Bedingungen

FDP: RAG-Börsengang nur bei Ausstieg aus der Steinkohle-Förderung

Der Chef der FDP im Düsseldorfer Landtag, Gerhard Papke, will den geplanten Börsengang des Essener Energiekonzerns RAG an den Ausstieg aus den Steinkohle-Beihilfen koppeln. In einem Gespräch mit der Nachrichtenagentur ddp umriss er die Rahmenbedingungen für eine Zustimmung.

Stromnetz Ausbau© Gina Sanders / Fotolia.com

Düsseldorf (ddp/sm) - Eine Zustimmung der schwarz-gelben Landesregierung zum Börsengang werde es nur dann geben, wenn es eine definitive Vereinbarung mit dem Konzern über das Ende des subventionierten Bergbaus in NRW gebe, sagte Papke . Auf einen Termin wolle er sich dabei nicht festlegen. Dieser müsse in Verhandlungen gefunden werden.Das Unternehmen hatte kürzlich das Datum wegen der Bundestagsneuwahl um ein Jahr auf Mitte 2007 verschoben.

Papke kündigte an, dass die Landesregierung bei einer neuen Bundesregierung "Druck" machen werde, um zügig die von ihr gewünschte Ausstiegskonferenz einzuberufen. An ihr sollen neben dem Unternehmen und den Gewerkschaften Vertreter der Subventionszahler Bund und Land teilnehmen. Ein "schnellstmöglicher Termin" nach der Regierungsbildung sei auch im Interesse der RAG, um den Termin des Börsengangs halten zu können, ist der Fraktionschef überzeugt. Die Altlasten des Bergbaus könnten dann wie geplant durch den Erlös des Börsenganges abgedeckt werden, der dem Bund zufließen soll, wie Papke weiter sagte.
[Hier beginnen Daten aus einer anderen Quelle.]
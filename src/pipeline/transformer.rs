use crate::datamodel::{MetricName, OutputRecord};

/// Derives `invocations_success` from the invocation total and the error
/// count, then drops the total.
///
/// Without a total nothing is derived. A missing error count is treated as
/// zero errors.
pub fn transform(mut record: OutputRecord) -> OutputRecord {
    if let Some(total) = record.remove(MetricName::InvocationsTotal) {
        let errors = record.get(MetricName::InvocationsError).unwrap_or(0.0);
        record.insert(MetricName::InvocationsSuccess, total - errors);
    }
    record
}
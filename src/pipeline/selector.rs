use crate::datamodel::Datapoint;

/// Returns the most recent datapoint, or `None` for an empty slice.
///
/// A candidate replaces the current best unless it is strictly earlier, so
/// on equal timestamps the one appearing last in `datapoints` wins. The
/// result depends on input order in that case and callers relying on it
/// must keep the order the store returned.
pub fn select_latest(datapoints: &[Datapoint]) -> Option<&Datapoint> {
    let mut latest: Option<&Datapoint> = None;
    for candidate in datapoints {
        match latest {
            Some(best) if candidate.timestamp < best.timestamp => {}
            _ => latest = Some(candidate),
        }
    }
    latest
}
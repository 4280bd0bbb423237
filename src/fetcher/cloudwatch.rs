use anyhow::{Context, Result, anyhow};
use async_trait::async_trait;
use aws_config::{BehaviorVersion, retry::RetryConfig};
use aws_sdk_cloudwatch::{
    Client,
    config::{Credentials, Region},
    primitives::DateTime,
    types::{Datapoint as CloudWatchDatapoint, Dimension as CloudWatchDimension, Statistic},
};
use tracing::debug;

use super::{MetricStatisticsSource, StatisticsQuery};
use crate::config::{ClientSettings, CredentialSource};
use crate::datamodel::{Datapoint, LambdaDateTime, LambdaDateTimeExt, StatisticKind};
use crate::error::CollectError;

const CREDENTIALS_PROVIDER_NAME: &str = "lambda-stats";

/// Amazon CloudWatch as the statistics source.
#[derive(Debug, Clone)]
pub struct CloudWatchSource {
    client: Client,
}

impl CloudWatchSource {
    /// Builds the CloudWatch client. SDK retries are disabled so that each
    /// fetch stays a single round trip.
    pub async fn connect(settings: &ClientSettings) -> Result<Self, CollectError> {
        let mut loader = aws_config::defaults(BehaviorVersion::latest())
            .retry_config(RetryConfig::disabled());

        if let Some(region) = &settings.region {
            loader = loader.region(Region::new(region.clone()));
        }

        if let CredentialSource::Static {
            access_key_id,
            secret_access_key,
        } = &settings.credentials
        {
            loader = loader.credentials_provider(Credentials::new(
                access_key_id,
                secret_access_key,
                None,
                None,
                CREDENTIALS_PROVIDER_NAME,
            ));
        }

        let sdk_config = loader.load().await;
        let region = sdk_config.region().ok_or_else(|| {
            CollectError::setup("no AWS region configured (use --region, AWS_REGION or a profile)")
        })?;
        debug!(%region, credentials = ?settings.credentials, "CloudWatch client ready");

        Ok(Self::from_client(Client::new(&sdk_config)))
    }

    pub fn from_client(client: Client) -> Self {
        Self { client }
    }
}

#[async_trait]
impl MetricStatisticsSource for CloudWatchSource {
    async fn get_metric_statistics(&self, query: &StatisticsQuery) -> Result<Vec<Datapoint>> {
        let dimensions = query
            .dimensions
            .iter()
            .map(|dimension| {
                CloudWatchDimension::builder()
                    .name(&dimension.name)
                    .value(&dimension.value)
                    .build()
            })
            .collect::<Vec<_>>();

        let statistics = query
            .statistics
            .iter()
            .map(|kind| to_cloudwatch_statistic(*kind))
            .collect();

        let response = self
            .client
            .get_metric_statistics()
            .namespace(query.namespace)
            .metric_name(&query.metric_name)
            .set_dimensions(Some(dimensions))
            .start_time(to_cloudwatch_datetime(&query.start_time))
            .end_time(to_cloudwatch_datetime(&query.end_time))
            .period(query.period_seconds)
            .set_statistics(Some(statistics))
            .send()
            .await
            .context("GetMetricStatistics request failed")?;

        response
            .datapoints()
            .iter()
            .map(from_cloudwatch_datapoint)
            .collect()
    }
}

fn to_cloudwatch_statistic(kind: StatisticKind) -> Statistic {
    match kind {
        StatisticKind::Average => Statistic::Average,
        StatisticKind::Sum => Statistic::Sum,
        StatisticKind::Maximum => Statistic::Maximum,
        StatisticKind::Minimum => Statistic::Minimum,
    }
}

fn to_cloudwatch_datetime(datetime: &LambdaDateTime) -> DateTime {
    let (seconds, nanos) = datetime.to_unix_seconds_and_nanos();
    DateTime::from_secs_and_nanos(seconds, nanos)
}

fn from_cloudwatch_datapoint(datapoint: &CloudWatchDatapoint) -> Result<Datapoint> {
    let timestamp = datapoint
        .timestamp()
        .ok_or_else(|| anyhow!("Datapoint without timestamp in response"))?;

    Ok(Datapoint {
        timestamp: LambdaDateTime::from_unix_seconds_and_nanos(
            timestamp.secs(),
            timestamp.subsec_nanos(),
        ),
        average: datapoint.average(),
        sum: datapoint.sum(),
        maximum: datapoint.maximum(),
        minimum: datapoint.minimum(),
    })
}
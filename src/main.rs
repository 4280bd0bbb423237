#![forbid(unsafe_code)]
use anyhow::{Context, Result};
use clap::Parser;
use lambda_stats::cli::{Cli, PluginOptions};
use lambda_stats::config::{ClientSettings, PluginConfig, client::ClientOverrides};
use lambda_stats::datamodel::LambdaDateTime;
use lambda_stats::fetcher::CloudWatchSource;
use lambda_stats::output::{graph_definitions_requested, write_graph_definitions, write_values};
use lambda_stats::pipeline::Collector;
use std::io::Write;
use std::sync::Arc;
use tracing::{Level, debug, event};

fn main() -> Result<()> {
    let cli = Cli::parse();

    // stdout belongs to the agent protocol, logs go to stderr
    tracing_subscriber::fmt()
        .with_writer(std::io::stderr)
        .with_env_filter(
            tracing_subscriber::EnvFilter::try_from_default_env()
                .unwrap_or_else(|_| "warn".into()),
        )
        .init();

    if let Some(tempfile) = &cli.tempfile {
        debug!(%tempfile, "Ignoring tempfile, no state is kept between runs");
    }

    let config = PluginConfig::load().context("Failed to load configuration")?;
    let options = cli.into_options(config);

    if graph_definitions_requested() {
        let mut stdout = std::io::stdout().lock();
        write_graph_definitions(&mut stdout, &options.metric_key_prefix)?;
        stdout.flush()?;
        return Ok(());
    }

    let settings = options.client_settings(&ClientOverrides::from_env());

    let runtime = tokio::runtime::Builder::new_current_thread()
        .enable_all()
        .build()
        .context("Failed to create Tokio runtime")?;

    runtime.block_on(async_main(options, settings))
}

async fn async_main(options: PluginOptions, settings: ClientSettings) -> Result<()> {
    let source = match CloudWatchSource::connect(&settings).await {
        Ok(source) => source,
        Err(err) => {
            event!(Level::ERROR, "CloudWatch client setup failed: {}", err);
            return Err(err).context("Failed to set up the CloudWatch client");
        }
    };

    let now = LambdaDateTime::now().context("Failed to read the system clock")?;
    let record = Collector::new(Arc::new(source), options.function_name.as_str())
        .collect(now)
        .await;

    let mut stdout = std::io::stdout().lock();
    write_values(&mut stdout, &options.metric_key_prefix, &record, now)?;
    stdout.flush()?;
    Ok(())
}
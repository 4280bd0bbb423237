use super::{LambdaDateTime, StatisticKind};

/// One aggregated sample returned by the remote store.
///
/// Only the statistics that were requested are populated, so every field
/// beside the timestamp is optional.
#[derive(Debug, Clone, PartialEq)]
pub struct Datapoint {
    pub timestamp: LambdaDateTime,
    pub average: Option<f64>,
    pub sum: Option<f64>,
    pub maximum: Option<f64>,
    pub minimum: Option<f64>,
}

impl Datapoint {
    pub fn new(timestamp: LambdaDateTime) -> Self {
        Self {
            timestamp,
            average: None,
            sum: None,
            maximum: None,
            minimum: None,
        }
    }

    pub fn with_statistic(mut self, kind: StatisticKind, value: f64) -> Self {
        match kind {
            StatisticKind::Average => self.average = Some(value),
            StatisticKind::Sum => self.sum = Some(value),
            StatisticKind::Maximum => self.maximum = Some(value),
            StatisticKind::Minimum => self.minimum = Some(value),
        }
        self
    }

    pub fn statistic(&self, kind: StatisticKind) -> Option<f64> {
        match kind {
            StatisticKind::Average => self.average,
            StatisticKind::Sum => self.sum,
            StatisticKind::Maximum => self.maximum,
            StatisticKind::Minimum => self.minimum,
        }
    }
}
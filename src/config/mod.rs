use anyhow::{Context, Error};
use confique::Config;

use self::client::ClientOverrides;
pub mod client;

pub use client::{ClientSettings, CredentialSource};

pub const CONFIG_FILE: &str = "lambda-stats.toml";

#[derive(Debug, Config)]
pub struct PluginConfig {
    /// Function to collect; empty collects across every function of the region
    #[config(env = "LAMBDA_STATS_FUNCTION_NAME", default = "")]
    pub function_name: String,

    #[config(env = "LAMBDA_STATS_METRIC_KEY_PREFIX", default = "lambda")]
    pub metric_key_prefix: String,

    #[config(env = "LAMBDA_STATS_REGION")]
    pub region: Option<String>,

    #[config(env = "LAMBDA_STATS_ACCESS_KEY_ID")]
    pub access_key_id: Option<String>,

    #[config(env = "LAMBDA_STATS_SECRET_ACCESS_KEY")]
    pub secret_access_key: Option<String>,
}

impl PluginConfig {
    pub fn load() -> Result<PluginConfig, Error> {
        let c = PluginConfig::builder()
            .env()
            .file(CONFIG_FILE)
            .load()
            .with_context(|| format!("Failed to load configuration from env or {}", CONFIG_FILE))?;

        Ok(c)
    }

    pub fn client_overrides(&self) -> ClientOverrides {
        ClientOverrides {
            region: self.region.clone(),
            access_key_id: self.access_key_id.clone(),
            secret_access_key: self.secret_access_key.clone(),
        }
    }
}
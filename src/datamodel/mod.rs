pub mod catalog;
pub mod datapoint;
pub mod lambda_datetime;
pub mod metric_group;
pub mod metric_name;
pub mod output_record;
pub mod statistic_kind;

pub use catalog::{METRIC_CATALOG, metric_catalog};
pub use datapoint::Datapoint;
pub use lambda_datetime::{LambdaDateTime, LambdaDateTimeExt};
pub use metric_group::{MetricGroup, MetricOutput};
pub use metric_name::MetricName;
pub use output_record::OutputRecord;
pub use statistic_kind::StatisticKind;
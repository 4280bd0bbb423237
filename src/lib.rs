#![forbid(unsafe_code)]

pub mod cli;
pub mod config;
pub mod datamodel;
pub mod error;
pub mod fetcher;
pub mod output;
pub mod pipeline;

#[cfg(any(test, feature = "test-utils"))]
pub mod test_utils;
pub type LambdaDateTime = hifitime::Epoch;

use hifitime::{UNIX_REF_EPOCH, Unit};

const NANOSECONDS_PER_SECOND: i128 = 1_000_000_000;

pub trait LambdaDateTimeExt {
    fn from_unix_seconds_and_nanos(seconds: i64, nanos: u32) -> Self;
    fn to_unix_seconds_and_nanos(&self) -> (i64, u32);
    fn to_unix_seconds_i64(&self) -> i64;
}

impl LambdaDateTimeExt for LambdaDateTime {
    fn from_unix_seconds_and_nanos(seconds: i64, nanos: u32) -> Self {
        Self::from_utc_duration(
            UNIX_REF_EPOCH.to_utc_duration()
                + seconds * Unit::Second
                + i64::from(nanos) * Unit::Nanosecond,
        )
    }

    fn to_unix_seconds_and_nanos(&self) -> (i64, u32) {
        // Both sides are taken on the UTC scale so leap seconds cancel out.
        let since_unix = self.to_utc_duration() - UNIX_REF_EPOCH.to_utc_duration();
        let total = since_unix.total_nanoseconds();
        let seconds = total.div_euclid(NANOSECONDS_PER_SECOND) as i64;
        let nanos = total.rem_euclid(NANOSECONDS_PER_SECOND) as u32;
        (seconds, nanos)
    }

    fn to_unix_seconds_i64(&self) -> i64 {
        self.to_unix_seconds_and_nanos().0
    }
}

#[cfg(test)]
mod tests {
    use super::*;

    fn assert_send<T: Send>() {}

    #[test]
    fn test_send() {
        assert_send::<LambdaDateTime>();
    }

    #[test]
    fn test_seconds_and_nanos_roundtrip() {
        let test_cases: &[(i64, u32)] = &[
            (0, 0),
            (1704067200, 0),           // Jan 1, 2024 00:00:00 UTC
            (1704067200, 123_000_000), // With subsecond precision
            (1760832000, 999_999_999),
        ];

        for &(seconds, nanos) in test_cases {
            let epoch = LambdaDateTime::from_unix_seconds_and_nanos(seconds, nanos);
            assert_eq!(
                epoch.to_unix_seconds_and_nanos(),
                (seconds, nanos),
                "seconds and nanos should roundtrip for {}.{}",
                seconds,
                nanos
            );
        }
    }

    #[test]
    fn test_unix_seconds_matches_hifitime() {
        let epoch = LambdaDateTime::from_unix_seconds_and_nanos(1704067200, 500_000_000);
        assert_eq!(epoch.to_unix_seconds_i64(), 1704067200);
        assert_eq!(epoch.to_unix_seconds().floor() as i64, 1704067200);
    }

    #[test]
    fn test_ordering_follows_time() {
        let earlier = LambdaDateTime::from_unix_seconds_and_nanos(1704067200, 0);
        let later = earlier + 60 * Unit::Second;
        assert!(later > earlier);
        assert_eq!(later.to_unix_seconds_i64(), 1704067260);
    }
}
use anyhow::Result;
use lambda_stats::datamodel::{MetricName, OutputRecord, StatisticKind, catalog::find_group};
use lambda_stats::error::CollectError;
use lambda_stats::fetcher::{Dimension, StatisticsQuery};
use lambda_stats::pipeline::Collector;
use lambda_stats::test_utils::MockSource;
use lambda_stats::test_utils::fixtures::{duration_datapoints, fixed_now, sum_datapoints};
use std::sync::Arc;

fn healthy_source() -> MockSource {
    let now = fixed_now();
    MockSource::new()
        .with_datapoints("Invocations", sum_datapoints(now))
        .with_datapoints("Errors", sum_datapoints(now))
        .with_datapoints("Throttles", sum_datapoints(now))
        .with_datapoints("Duration", duration_datapoints(now))
}

mod latest_datapoint_tests {
    use super::*;

    #[tokio::test]
    async fn test_single_statistic() -> Result<()> {
        // Given: three sum datapoints at t, t+60s, t-60s
        let source = Arc::new(healthy_source());
        let collector = Collector::new(source.clone(), "myFunction");

        // When: the latest Throttles datapoint is requested
        let datapoint = collector
            .latest_datapoint(find_group("Throttles").unwrap(), fixed_now())
            .await?;

        // Then: the one at t+60s is selected
        assert_eq!(datapoint.sum, Some(25.0));
        assert_eq!(datapoint.average, None);
        assert_eq!(source.request_count(), 1);
        Ok(())
    }

    #[tokio::test]
    async fn test_multiple_statistics_at_once() -> Result<()> {
        let source = Arc::new(healthy_source());
        let collector = Collector::new(source.clone(), "myFunction");

        let datapoint = collector
            .latest_datapoint(find_group("Duration").unwrap(), fixed_now())
            .await?;

        assert_eq!(datapoint.average, Some(25.0));
        assert_eq!(datapoint.maximum, Some(45.0));
        assert_eq!(datapoint.minimum, Some(5.0));
        assert_eq!(datapoint.sum, None);

        // One request carrying all three statistics
        let queries = source.queries();
        assert_eq!(queries.len(), 1);
        assert_eq!(
            queries[0].statistics,
            vec![
                StatisticKind::Average,
                StatisticKind::Maximum,
                StatisticKind::Minimum
            ]
        );
        Ok(())
    }

    #[tokio::test]
    async fn test_no_data() {
        let source = Arc::new(MockSource::new().with_datapoints("Errors", vec![]));
        let collector = Collector::new(source, "myFunction");

        let result = collector
            .latest_datapoint(find_group("Errors").unwrap(), fixed_now())
            .await;
        assert!(matches!(result, Err(CollectError::NoData { .. })));
    }
}

mod collect_tests {
    use super::*;

    #[tokio::test]
    async fn test_collect_all_groups() {
        // Given: every group answers
        let source = Arc::new(healthy_source());
        let collector = Collector::new(source.clone(), "myFunction");

        // When: a full cycle runs
        let record = collector.collect(fixed_now()).await;

        // Then: the success count is derived and the total is gone
        assert_eq!(
            record,
            OutputRecord::from([
                (MetricName::InvocationsSuccess, 0.0),
                (MetricName::InvocationsError, 25.0),
                (MetricName::InvocationsThrottles, 25.0),
                (MetricName::DurationAvg, 25.0),
                (MetricName::DurationMax, 45.0),
                (MetricName::DurationMin, 5.0),
            ])
        );
        assert!(!record.contains(MetricName::InvocationsTotal));
    }

    #[tokio::test]
    async fn test_groups_are_fetched_in_catalog_order() {
        let source = Arc::new(healthy_source());
        Collector::new(source.clone(), "myFunction")
            .collect(fixed_now())
            .await;

        let names: Vec<String> = source
            .queries()
            .into_iter()
            .map(|query| query.metric_name)
            .collect();
        assert_eq!(names, vec!["Invocations", "Errors", "Throttles", "Duration"]);
    }

    #[tokio::test]
    async fn test_every_query_is_scoped_to_the_function() {
        let source = Arc::new(healthy_source());
        Collector::new(source.clone(), "myFunction")
            .collect(fixed_now())
            .await;

        let expected_dimensions = vec![Dimension {
            name: "FunctionName".to_string(),
            value: "myFunction".to_string(),
        }];
        for StatisticsQuery {
            namespace,
            dimensions,
            period_seconds,
            ..
        } in source.queries()
        {
            assert_eq!(namespace, "AWS/Lambda");
            assert_eq!(dimensions, expected_dimensions);
            assert_eq!(period_seconds, 600);
        }
    }

    #[tokio::test]
    async fn test_no_data_group_is_skipped() {
        // Given: Errors has no datapoint in the window
        let now = fixed_now();
        let source = Arc::new(
            MockSource::new()
                .with_datapoints("Invocations", sum_datapoints(now))
                .with_datapoints("Errors", vec![])
                .with_datapoints("Throttles", sum_datapoints(now))
                .with_datapoints("Duration", duration_datapoints(now)),
        );

        // When: a full cycle runs
        let record = Collector::new(source.clone(), "myFunction")
            .collect(now)
            .await;

        // Then: no error key, success equals the total, later groups still ran
        assert!(!record.contains(MetricName::InvocationsError));
        assert_eq!(record.get(MetricName::InvocationsSuccess), Some(25.0));
        assert_eq!(record.get(MetricName::InvocationsThrottles), Some(25.0));
        assert_eq!(record.get(MetricName::DurationAvg), Some(25.0));
        assert_eq!(source.request_count(), 4);
    }

    #[tokio::test]
    async fn test_upstream_failures_are_not_fatal() {
        // Given: the first and last groups fail
        let now = fixed_now();
        let source = Arc::new(
            MockSource::new()
                .with_failure("Invocations", "AccessDenied")
                .with_datapoints("Errors", sum_datapoints(now))
                .with_datapoints("Throttles", sum_datapoints(now))
                .with_failure("Duration", "connection reset"),
        );

        // When: a full cycle runs
        let record = Collector::new(source, "myFunction").collect(now).await;

        // Then: only the answered groups appear, and nothing is derived
        assert_eq!(
            record,
            OutputRecord::from([
                (MetricName::InvocationsError, 25.0),
                (MetricName::InvocationsThrottles, 25.0),
            ])
        );
    }

    #[tokio::test]
    async fn test_everything_failing_yields_empty_record() {
        let record = Collector::new(Arc::new(MockSource::new()), "myFunction")
            .collect(fixed_now())
            .await;
        assert!(record.is_empty());
    }
}
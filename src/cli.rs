use clap::Parser;

use crate::config::{ClientSettings, PluginConfig, client::ClientOverrides};

#[derive(Debug, Parser)]
#[command(name = "lambda-stats")]
#[command(about = "Collects AWS Lambda usage statistics from CloudWatch for a monitoring agent")]
#[command(version)]
pub struct Cli {
    /// AWS Access Key ID
    #[arg(long)]
    pub access_key_id: Option<String>,

    /// AWS Secret Access Key
    #[arg(long)]
    pub secret_access_key: Option<String>,

    /// AWS Region
    #[arg(long)]
    pub region: Option<String>,

    /// Function Name
    #[arg(long)]
    pub function_name: Option<String>,

    /// Metric key prefix
    #[arg(long)]
    pub metric_key_prefix: Option<String>,

    /// Temp file name. Accepted for agent compatibility, nothing is kept
    /// between runs.
    #[arg(long)]
    pub tempfile: Option<String>,
}

/// Command line merged over the loaded configuration.
#[derive(Debug, Clone, PartialEq, Eq)]
pub struct PluginOptions {
    pub function_name: String,
    pub metric_key_prefix: String,
    pub explicit: ClientOverrides,
    pub configured: ClientOverrides,
}

impl PluginOptions {
    pub fn client_settings(&self, environment: &ClientOverrides) -> ClientSettings {
        ClientSettings::resolve(&self.explicit, &self.configured, environment)
    }
}

impl Cli {
    pub fn into_options(self, config: PluginConfig) -> PluginOptions {
        let configured = config.client_overrides();
        PluginOptions {
            function_name: self.function_name.unwrap_or(config.function_name),
            metric_key_prefix: self.metric_key_prefix.unwrap_or(config.metric_key_prefix),
            explicit: ClientOverrides {
                region: self.region,
                access_key_id: self.access_key_id,
                secret_access_key: self.secret_access_key,
            },
            configured,
        }
    }
}
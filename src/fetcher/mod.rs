use anyhow::{Result, anyhow};
use async_trait::async_trait;
use hifitime::Unit;
use std::fmt::Debug;
use tracing::debug;

use crate::datamodel::{Datapoint, LambdaDateTime, MetricGroup, StatisticKind};
use crate::error::CollectError;

pub mod cloudwatch;

pub use cloudwatch::CloudWatchSource;

pub const NAMESPACE: &str = "AWS/Lambda";
pub const FUNCTION_NAME_DIMENSION: &str = "FunctionName";
/// How far back from `now` the query window starts.
pub const LOOKBACK_SECONDS: i64 = 180;
pub const PERIOD_SECONDS: i32 = 600;

#[derive(Debug, Clone, PartialEq, Eq)]
pub struct Dimension {
    pub name: String,
    pub value: String,
}

/// A single statistics request against the remote store.
#[derive(Debug, Clone, PartialEq)]
pub struct StatisticsQuery {
    pub namespace: &'static str,
    pub metric_name: String,
    pub dimensions: Vec<Dimension>,
    pub start_time: LambdaDateTime,
    pub end_time: LambdaDateTime,
    pub period_seconds: i32,
    pub statistics: Vec<StatisticKind>,
}

impl StatisticsQuery {
    /// Query for `group` scoped to one function over `[now - 180s, now]`.
    ///
    /// An empty `resource_id` drops the dimension, which makes the store
    /// aggregate over every function of the region.
    pub fn for_group(group: &MetricGroup, resource_id: &str, now: LambdaDateTime) -> Self {
        let dimensions = if resource_id.is_empty() {
            Vec::new()
        } else {
            vec![Dimension {
                name: FUNCTION_NAME_DIMENSION.to_string(),
                value: resource_id.to_string(),
            }]
        };

        Self {
            namespace: NAMESPACE,
            metric_name: group.remote_name.to_string(),
            dimensions,
            start_time: now - LOOKBACK_SECONDS * Unit::Second,
            end_time: now,
            period_seconds: PERIOD_SECONDS,
            statistics: group.statistics(),
        }
    }
}

/// Remote time-series store answering statistics queries.
#[async_trait]
pub trait MetricStatisticsSource: Send + Sync + Debug {
    /// Performs exactly one round trip. Implementations must not retry.
    async fn get_metric_statistics(&self, query: &StatisticsQuery) -> Result<Vec<Datapoint>>;
}

/// Fetches the candidate datapoints of one metric group.
///
/// Every returned datapoint carries all the statistics the group asks for.
/// If any candidate lacks one, the whole group is reported as an upstream
/// error, even when the latest candidate is complete.
pub async fn fetch(
    source: &dyn MetricStatisticsSource,
    group: &MetricGroup,
    resource_id: &str,
    now: LambdaDateTime,
) -> Result<Vec<Datapoint>, CollectError> {
    let query = StatisticsQuery::for_group(group, resource_id, now);

    let datapoints = source
        .get_metric_statistics(&query)
        .await
        .map_err(|err| CollectError::upstream(group.remote_name, err))?;

    if datapoints.is_empty() {
        return Err(CollectError::no_data(group.remote_name));
    }

    for datapoint in &datapoints {
        if let Some(missing) = query
            .statistics
            .iter()
            .find(|kind| datapoint.statistic(**kind).is_none())
        {
            return Err(CollectError::upstream(
                group.remote_name,
                anyhow!("datapoint at {} has no {} value", datapoint.timestamp, missing),
            ));
        }
    }

    debug!(
        metric = group.remote_name,
        count = datapoints.len(),
        "Fetched datapoints"
    );
    Ok(datapoints)
}
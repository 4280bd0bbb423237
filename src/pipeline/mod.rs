//! One collection cycle: fetch every catalog group, keep the latest
//! datapoint of each, merge them into a record and derive the success count.

use std::sync::Arc;
use tracing::{debug, warn};

use crate::datamodel::{Datapoint, LambdaDateTime, METRIC_CATALOG, MetricGroup, OutputRecord};
use crate::error::CollectError;
use crate::fetcher::{MetricStatisticsSource, fetch};

pub mod merger;
pub mod selector;
pub mod transformer;

pub use merger::merge;
pub use selector::select_latest;
pub use transformer::transform;

#[derive(Debug, Clone)]
pub struct Collector {
    source: Arc<dyn MetricStatisticsSource>,
    resource_id: String,
    catalog: &'static [MetricGroup],
}

impl Collector {
    pub fn new(source: Arc<dyn MetricStatisticsSource>, resource_id: impl Into<String>) -> Self {
        Self {
            source,
            resource_id: resource_id.into(),
            catalog: METRIC_CATALOG,
        }
    }

    /// Latest datapoint of one group.
    pub async fn latest_datapoint(
        &self,
        group: &MetricGroup,
        now: LambdaDateTime,
    ) -> Result<Datapoint, CollectError> {
        let datapoints = fetch(self.source.as_ref(), group, &self.resource_id, now).await?;
        select_latest(&datapoints)
            .cloned()
            .ok_or_else(|| CollectError::no_data(group.remote_name))
    }

    /// Runs the groups in catalog order. A failing group is logged and left
    /// out of the record; it never stops the remaining groups.
    pub async fn collect(&self, now: LambdaDateTime) -> OutputRecord {
        let mut record = OutputRecord::new();

        for group in self.catalog {
            match self.latest_datapoint(group, now).await {
                Ok(datapoint) => merge(&mut record, &datapoint, group),
                Err(err) => warn!(metric = group.remote_name, "Skipping metric: {}", err),
            }
        }

        let record = transform(record);
        debug!(values = record.len(), "Collection finished");
        record
    }
}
Hier müsse es eine "saubere Rechnung" geben. Die Kosten dürften auf keinen Fall den Steuerzahlern zu Lasten fallen. Auch eine Beteiligung des Landes schloss er "kategorisch" aus. Finanziert werden müssen neben den Pensionszahlungen für die Bergleute auch Kosten durch mögliche Bergbau-Schäden.

Papke bekräftigte, dass das im Landeshaushalt frei werdende Geld in Bildung und Innovation fließen soll. Kein Euro davon werde zur Sanierung des Landeshaushaltes verwendet, betonte der Liberale. Derzeit hat die RAG verbindliche Zusagen über Beihilfen bis 2008. Bereits bis 2010 will das Land aber 750 Millionen Euro bei den Beihilfen einsparen. Papke versicherte, dass der Abbau sozialverträglich gestaltet werde. Dies sei "ein ausdrückliches Ziel" der FDP. Dazu müsse die RAG aber auch alternative Arbeitsplätze für die Bergleute im so genannten weißen Unternehmensbereich schaffen.